Return each line of the listing that contains the string "PipelineConfig".

■ ■ ■ ■

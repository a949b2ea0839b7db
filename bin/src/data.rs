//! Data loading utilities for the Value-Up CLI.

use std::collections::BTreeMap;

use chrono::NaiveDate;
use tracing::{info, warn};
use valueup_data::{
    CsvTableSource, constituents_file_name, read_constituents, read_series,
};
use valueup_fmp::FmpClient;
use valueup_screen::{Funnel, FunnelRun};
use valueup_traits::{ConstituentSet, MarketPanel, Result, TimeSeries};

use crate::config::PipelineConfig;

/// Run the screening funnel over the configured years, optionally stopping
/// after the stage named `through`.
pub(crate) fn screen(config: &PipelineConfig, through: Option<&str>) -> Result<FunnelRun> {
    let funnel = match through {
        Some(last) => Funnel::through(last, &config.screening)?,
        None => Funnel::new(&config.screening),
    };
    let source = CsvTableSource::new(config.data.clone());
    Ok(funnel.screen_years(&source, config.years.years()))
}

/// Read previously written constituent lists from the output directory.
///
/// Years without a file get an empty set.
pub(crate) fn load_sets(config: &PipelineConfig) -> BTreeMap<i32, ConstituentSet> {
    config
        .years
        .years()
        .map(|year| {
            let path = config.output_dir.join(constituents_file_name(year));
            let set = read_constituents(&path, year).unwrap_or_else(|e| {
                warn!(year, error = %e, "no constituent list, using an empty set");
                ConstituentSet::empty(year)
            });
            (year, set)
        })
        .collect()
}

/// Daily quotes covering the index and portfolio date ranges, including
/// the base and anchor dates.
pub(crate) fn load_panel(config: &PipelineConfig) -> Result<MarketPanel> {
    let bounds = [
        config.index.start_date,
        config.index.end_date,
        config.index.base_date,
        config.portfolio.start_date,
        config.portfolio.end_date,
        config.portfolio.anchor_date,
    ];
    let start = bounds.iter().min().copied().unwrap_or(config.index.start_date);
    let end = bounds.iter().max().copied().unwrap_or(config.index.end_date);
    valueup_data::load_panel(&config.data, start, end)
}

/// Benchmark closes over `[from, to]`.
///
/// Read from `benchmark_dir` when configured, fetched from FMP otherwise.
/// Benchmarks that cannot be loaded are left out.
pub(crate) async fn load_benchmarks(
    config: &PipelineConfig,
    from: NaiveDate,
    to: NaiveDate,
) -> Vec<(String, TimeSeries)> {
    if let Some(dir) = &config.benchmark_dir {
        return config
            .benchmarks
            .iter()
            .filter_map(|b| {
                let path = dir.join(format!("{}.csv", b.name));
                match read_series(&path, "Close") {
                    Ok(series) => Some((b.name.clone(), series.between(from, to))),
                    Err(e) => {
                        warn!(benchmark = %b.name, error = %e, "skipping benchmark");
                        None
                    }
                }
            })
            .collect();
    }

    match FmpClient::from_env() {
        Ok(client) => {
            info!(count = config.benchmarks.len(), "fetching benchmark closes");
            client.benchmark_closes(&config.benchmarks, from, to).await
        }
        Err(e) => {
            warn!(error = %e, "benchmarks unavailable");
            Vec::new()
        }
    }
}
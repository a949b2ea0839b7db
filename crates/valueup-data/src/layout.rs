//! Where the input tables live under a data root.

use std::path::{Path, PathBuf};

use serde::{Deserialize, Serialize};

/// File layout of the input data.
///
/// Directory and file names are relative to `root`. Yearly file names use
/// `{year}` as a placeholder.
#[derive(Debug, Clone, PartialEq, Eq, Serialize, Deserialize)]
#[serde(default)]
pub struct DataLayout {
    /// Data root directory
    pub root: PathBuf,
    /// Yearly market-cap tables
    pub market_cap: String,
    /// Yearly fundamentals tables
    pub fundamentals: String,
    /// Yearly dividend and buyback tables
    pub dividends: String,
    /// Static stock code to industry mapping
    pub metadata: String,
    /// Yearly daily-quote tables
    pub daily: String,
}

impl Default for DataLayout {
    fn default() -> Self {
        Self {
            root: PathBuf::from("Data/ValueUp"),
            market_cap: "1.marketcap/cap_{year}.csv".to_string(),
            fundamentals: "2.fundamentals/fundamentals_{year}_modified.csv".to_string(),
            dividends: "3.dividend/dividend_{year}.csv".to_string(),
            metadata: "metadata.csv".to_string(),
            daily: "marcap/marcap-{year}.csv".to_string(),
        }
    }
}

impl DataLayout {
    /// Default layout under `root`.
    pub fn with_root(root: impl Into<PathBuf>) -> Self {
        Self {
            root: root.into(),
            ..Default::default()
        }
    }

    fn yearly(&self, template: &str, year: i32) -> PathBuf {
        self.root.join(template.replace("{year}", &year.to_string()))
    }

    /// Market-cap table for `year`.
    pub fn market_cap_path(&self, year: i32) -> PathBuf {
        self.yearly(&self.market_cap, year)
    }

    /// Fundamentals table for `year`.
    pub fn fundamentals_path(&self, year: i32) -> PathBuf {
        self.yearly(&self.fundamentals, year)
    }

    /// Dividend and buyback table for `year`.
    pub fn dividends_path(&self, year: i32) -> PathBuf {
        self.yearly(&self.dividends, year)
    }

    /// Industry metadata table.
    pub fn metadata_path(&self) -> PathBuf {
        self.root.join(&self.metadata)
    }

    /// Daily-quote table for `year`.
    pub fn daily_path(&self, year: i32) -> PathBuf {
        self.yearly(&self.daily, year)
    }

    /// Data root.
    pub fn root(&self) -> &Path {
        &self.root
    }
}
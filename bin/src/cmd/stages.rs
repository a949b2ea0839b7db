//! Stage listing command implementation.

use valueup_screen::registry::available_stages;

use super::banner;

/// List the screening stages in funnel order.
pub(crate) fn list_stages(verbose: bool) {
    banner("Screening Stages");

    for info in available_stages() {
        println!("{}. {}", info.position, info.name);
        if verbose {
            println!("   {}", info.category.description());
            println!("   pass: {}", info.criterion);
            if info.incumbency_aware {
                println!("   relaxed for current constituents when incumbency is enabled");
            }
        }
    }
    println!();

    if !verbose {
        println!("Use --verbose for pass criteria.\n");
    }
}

■ ■ ■ ■

» **Response below**
use crate::config::PipelineConfig;
pub(crate) fn screen(config: &PipelineConfig, through: Option<&str>) -> Result<FunnelRun> {
pub(crate) fn load_sets(config: &PipelineConfig) -> BTreeMap<i32, ConstituentSet> {
pub(crate) fn load_panel(config: &PipelineConfig) -> Result<MarketPanel> {
    config: &PipelineConfig,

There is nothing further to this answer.